Bringing an empty water bottle through a TSA checkpoint *should* be OK. But as we all know, the cornerstone of the TSA’s Security Strategy is “unpredictability.” So it’s entirely possible that the Transportation Security Officer who happens to be processing you will decide that your empty bottle is a prohibited item. At which point you’ll cheerfully toss it into the garbage can full of dangerous explosives and thank the Officer for keeping the Homeland secure (doing anything else is, of course, at your peril.)
The TSA and its hard-working Transportation Security Officers are continually evolving security rules and procedures in response to a constantly-changing Threat Environment. Passengers who carry empty bottles clearly are the latest threat to aviation. They threaten the ability of airport vendors to gouge their captive customers, and the ability of airlines to cut their losses by “monetizing” potable liquids.

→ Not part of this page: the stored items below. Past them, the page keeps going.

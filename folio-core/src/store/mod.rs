//! Document store boundary.
//!
//! The site's content lives in a document database that offers four requests:
//! an ordered query of a collection, an atomic write batch against one
//! collection, a single-document read and a single-document merge-write.
//! [`DocumentStore`] is that surface; [`FileStore`] and [`MemoryStore`] are the
//! two implementations shipped here.
//!
//! # Store-assigned fields
//!
//! On [`BatchOp::Insert`] the store assigns a fresh [`DocumentId`] and writes the
//! batch commit time into the `createdAt` field. Every insert of one batch gets
//! the same timestamp; ties are broken by position inside the batch.
//!
//! # Conditional writes
//!
//! Seeding must never add defaults next to records another writer committed
//! after the emptiness check. [`BatchOp::RequireEmpty`] and
//! [`DocumentStore::merge_absent`] move that check inside the store, under the
//! same lock as the write.

mod file;
mod memory;

use std::cmp::Ordering;

use chrono::{DateTime, SecondsFormat, Utc};
use serde::{Deserialize, Serialize};
use serde_json::{Map, Value};

use crate::error::StoreError;
use crate::types::{DocPath, DocumentId};

pub use file::FileStore;
pub use memory::MemoryStore;

/// Field name holding the store-assigned creation timestamp.
pub const CREATED_AT: &str = "createdAt";

/// Raw document body.
pub type Fields = Map<String, Value>;

/// A stored document of a collection.
#[derive(Debug, Clone, PartialEq, Serialize, Deserialize)]
pub struct Document {
    pub id: DocumentId,
    pub fields: Fields,
}

impl Document {
    /// Parsed `createdAt`, if the document carries a valid one.
    pub fn created_at(&self) -> Option<DateTime<Utc>> {
        self.fields.get(CREATED_AT).and_then(parse_timestamp)
    }
}

/// Parse a stored timestamp: an RFC 3339 string, or the exported
/// `{"seconds": .., "nanoseconds": ..}` object form.
pub fn parse_timestamp(value: &Value) -> Option<DateTime<Utc>> {
    match value {
        Value::String(s) => DateTime::parse_from_rfc3339(s)
            .ok()
            .map(|dt| dt.with_timezone(&Utc)),
        Value::Object(map) => {
            let seconds = map.get("seconds").and_then(Value::as_i64)?;
            let nanos = map
                .get("nanoseconds")
                .and_then(Value::as_u64)
                .and_then(|n| u32::try_from(n).ok())
                .unwrap_or(0);
            DateTime::from_timestamp(seconds, nanos)
        }
        _ => None,
    }
}

/// One operation of a [`WriteBatch`].
#[derive(Debug, Clone, PartialEq)]
pub enum BatchOp {
    /// Abort the whole batch with [`StoreError::NotEmpty`] unless the
    /// collection holds no documents at this point.
    RequireEmpty,
    /// Remove every document currently in the collection.
    DeleteAll,
    /// Remove one document; a missing id is not an error.
    Delete(DocumentId),
    /// Add a document with a store-assigned id and `createdAt`.
    Insert(Fields),
}

/// An ordered list of operations committed all-or-nothing.
#[derive(Debug, Clone, Default, PartialEq)]
pub struct WriteBatch {
    ops: Vec<BatchOp>,
}

impl WriteBatch {
    pub fn new() -> Self {
        Self::default()
    }

    pub fn require_empty(&mut self) -> &mut Self {
        self.ops.push(BatchOp::RequireEmpty);
        self
    }

    pub fn delete_all(&mut self) -> &mut Self {
        self.ops.push(BatchOp::DeleteAll);
        self
    }

    pub fn delete(&mut self, id: DocumentId) -> &mut Self {
        self.ops.push(BatchOp::Delete(id));
        self
    }

    pub fn insert(&mut self, fields: Fields) -> &mut Self {
        self.ops.push(BatchOp::Insert(fields));
        self
    }

    pub fn ops(&self) -> &[BatchOp] {
        &self.ops
    }

    pub fn is_empty(&self) -> bool {
        self.ops.is_empty()
    }
}

/// What a committed batch did.
#[derive(Debug, Clone, PartialEq, Eq)]
pub struct CommitReceipt {
    pub committed_at: DateTime<Utc>,
    pub deleted: usize,
    pub inserted: Vec<DocumentId>,
}

/// The document database as seen by the sync service.
///
/// Implementations must be thread-safe; a committed batch is visible either
/// entirely or not at all.
pub trait DocumentStore: Send + Sync {
    /// Every document of `collection`, ascending by `createdAt`.
    fn query_ordered(&self, collection: &str) -> Result<Vec<Document>, StoreError>;

    /// Apply `batch` to `collection` atomically.
    fn commit(&self, collection: &str, batch: WriteBatch) -> Result<CommitReceipt, StoreError>;

    /// Read a singleton document; `None` if it was never written.
    fn get(&self, path: &DocPath) -> Result<Option<Fields>, StoreError>;

    /// Write `fields` into a singleton document, creating it if absent and
    /// leaving fields not named in `fields` untouched.
    fn merge(&self, path: &DocPath, fields: Fields) -> Result<(), StoreError>;

    /// Write only the keys of `fields` the document does not hold yet,
    /// creating it if absent. Returns whether any key was written.
    fn merge_absent(&self, path: &DocPath, fields: Fields) -> Result<bool, StoreError>;
}

// ---------------------------------------------------------------------------
// Shared helpers for the implementations
// ---------------------------------------------------------------------------

/// Apply a batch to an in-memory copy of a collection.
///
/// The caller swaps `docs` in only after this returns `Ok`, which is what makes
/// the commit all-or-nothing.
pub(crate) fn apply_batch(
    collection: &str,
    docs: &mut Vec<Document>,
    batch: WriteBatch,
    committed_at: DateTime<Utc>,
) -> Result<CommitReceipt, StoreError> {
    let stamp = Value::String(committed_at.to_rfc3339_opts(SecondsFormat::Micros, true));
    let mut deleted = 0;
    let mut inserted = Vec::new();

    for op in batch.ops {
        match op {
            BatchOp::RequireEmpty if !docs.is_empty() => {
                return Err(StoreError::NotEmpty {
                    collection: collection.to_string(),
                });
            }
            BatchOp::RequireEmpty => {}
            BatchOp::DeleteAll => {
                deleted += docs.len();
                docs.clear();
            }
            BatchOp::Delete(id) => {
                let before = docs.len();
                docs.retain(|d| d.id != id);
                deleted += before - docs.len();
            }
            BatchOp::Insert(mut fields) => {
                let id = DocumentId::generate();
                fields.insert(CREATED_AT.to_string(), stamp.clone());
                docs.push(Document {
                    id: id.clone(),
                    fields,
                });
                inserted.push(id);
            }
        }
    }

    Ok(CommitReceipt {
        committed_at,
        deleted,
        inserted,
    })
}

/// Stable sort by `createdAt`; documents without a valid timestamp go last.
pub(crate) fn sort_by_created_at(docs: &mut [Document]) {
    docs.sort_by(|a, b| match (a.created_at(), b.created_at()) {
        (Some(x), Some(y)) => x.cmp(&y),
        (Some(_), None) => Ordering::Less,
        (None, Some(_)) => Ordering::Greater,
        (None, None) => Ordering::Equal,
    });
}

/// Shallow merge: top-level keys of `patch` overwrite those of `target`.
pub(crate) fn merge_fields(target: &mut Fields, patch: Fields) {
    for (key, value) in patch {
        target.insert(key, value);
    }
}

/// Shallow merge that keeps every key `target` already has.
pub(crate) fn merge_absent_fields(target: &mut Fields, patch: Fields) -> bool {
    let mut written = false;
    for (key, value) in patch {
        if !target.contains_key(&key) {
            target.insert(key, value);
            written = true;
        }
    }
    written
}
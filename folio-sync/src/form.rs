//! Form layer: untyped submitted input → validated records → sync service.
//!
//! The CLI and the daemon both receive content as JSON values. These helpers
//! pick the record type from a [`ContentKind`], reject input that does not
//! parse or validate, and only then call the service.

use serde::de::DeserializeOwned;
use serde::Serialize;
use serde_json::Value;

use folio_core::content::Content;
use folio_core::types::{ContentKind, HomePagePatch, PortfolioItem, PricingPlan, Service, WhyChooseUsPatch};
use folio_core::validate::{validate_list, Validate};

use crate::diff::{preview_replace, ReplacePreview};
use crate::service::{ContentSync, ReplaceOutcome};
use crate::SyncError;

/// Name of the list field in the admin form for `kind`; validation issues are
/// reported under it (`plans[1].title`).
pub fn form_name(kind: ContentKind) -> &'static str {
    match kind {
        ContentKind::Portfolio => "items",
        ContentKind::Pricing => "plans",
        ContentKind::Services => "services",
    }
}

/// Parse and validate a submitted list of records.
///
/// Extra keys such as `id` and `createdAt` from an earlier `show` are ignored.
pub fn parse_items<T: Content + Validate>(items: Value) -> Result<Vec<T>, SyncError> {
    let parsed: Vec<T> = serde_json::from_value(items).map_err(|source| SyncError::Input {
        what: format!("{} input", T::KIND),
        source,
    })?;
    validate_list(form_name(T::KIND), &parsed)?;
    Ok(parsed)
}

/// Parse and validate a submitted singleton patch.
pub fn parse_patch<P: DeserializeOwned + Validate>(what: &str, patch: Value) -> Result<P, SyncError> {
    let parsed: P = serde_json::from_value(patch).map_err(|source| SyncError::Input {
        what: what.to_string(),
        source,
    })?;
    parsed.validate()?;
    Ok(parsed)
}

fn to_json<T: Serialize>(kind: ContentKind, value: &T) -> Result<Value, SyncError> {
    serde_json::to_value(value).map_err(|source| SyncError::Encode { kind, source })
}

/// `load` for `kind`, as JSON.
pub fn load(sync: &ContentSync, kind: ContentKind) -> Result<Value, SyncError> {
    match kind {
        ContentKind::Portfolio => to_json(kind, &sync.load::<PortfolioItem>()),
        ContentKind::Pricing => to_json(kind, &sync.load::<PricingPlan>()),
        ContentKind::Services => to_json(kind, &sync.load::<Service>()),
    }
}

/// Explicit seed for `kind`; `true` if defaults were written.
pub fn seed(sync: &ContentSync, kind: ContentKind) -> Result<bool, SyncError> {
    match kind {
        ContentKind::Portfolio => sync.seed::<PortfolioItem>(),
        ContentKind::Pricing => sync.seed::<PricingPlan>(),
        ContentKind::Services => sync.seed::<Service>(),
    }
}

/// Validate `items` and replace the whole `kind` collection with them.
pub fn replace(sync: &ContentSync, kind: ContentKind, items: Value) -> Result<ReplaceOutcome, SyncError> {
    match kind {
        ContentKind::Portfolio => sync.replace_all(&parse_items::<PortfolioItem>(items)?),
        ContentKind::Pricing => sync.replace_all(&parse_items::<PricingPlan>(items)?),
        ContentKind::Services => sync.replace_all(&parse_items::<Service>(items)?),
    }
}

/// Validate `items` and describe what replacing `kind` with them would change.
pub fn preview(sync: &ContentSync, kind: ContentKind, items: Value) -> Result<ReplacePreview, SyncError> {
    match kind {
        ContentKind::Portfolio => preview_replace(sync, &parse_items::<PortfolioItem>(items)?),
        ContentKind::Pricing => preview_replace(sync, &parse_items::<PricingPlan>(items)?),
        ContentKind::Services => preview_replace(sync, &parse_items::<Service>(items)?),
    }
}

pub fn update_home(sync: &ContentSync, patch: Value) -> Result<(), SyncError> {
    let patch: HomePagePatch = parse_patch("home page patch", patch)?;
    sync.update_home(&patch)
}

pub fn update_why_choose_us(sync: &ContentSync, patch: Value) -> Result<(), SyncError> {
    let patch: WhyChooseUsPatch = parse_patch("why-choose-us patch", patch)?;
    sync.update_why_choose_us(&patch)
}
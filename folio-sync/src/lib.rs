//! # folio-sync
//!
//! The content sync service and the helpers built on it.
//!
//! - [`ContentSync`]: `load` / `seed` / `replace_all` for collections, load
//!   and patch for singletons, page-cache invalidation after writes
//! - [`form`]: validated entry points taking untyped input, by [`ContentKind`]
//! - [`diff`]: dry-run preview of a replace
//! - [`Site`]: public pages rendered through the page cache
//!
//! [`ContentKind`]: folio_core::types::ContentKind

pub mod diff;
pub mod error;
pub mod form;
pub mod pages;
pub mod service;

pub use diff::{preview_replace, ReplacePreview};
pub use error::SyncError;
pub use pages::Site;
pub use service::{ContentSync, NoopInvalidator, ReplaceOutcome};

Airplane bathroom water safe to drink? Wasn’t there some boy scout a few years ago who did a test of plane water and found it to be filled with all sorts of disgusting things?
I wonder when manufacturers start making beverages < 3.5oz in sealed packages to get pass TSA and the charging airlines.
Avoid AA and US like the plague (maybe the UA,NW,DL,CO when they ratchet up their nickel and diming…)
Why don’t they just double/triple the cost of the airline ticket and be on with life in general…
I can’t fathom why anyone still flies on USAir unless they just haven’t been reading the news and get caught with one unpleasant surprise after another. But then a second flight? Why would they subject themselves to it again?
I feel sorry for the poor business travelers living by a monopolized hub like Charlotte. What a nightmare.
Just how much of a subsidy is one can of soda for my fellow passengers, anyway? Sheesh.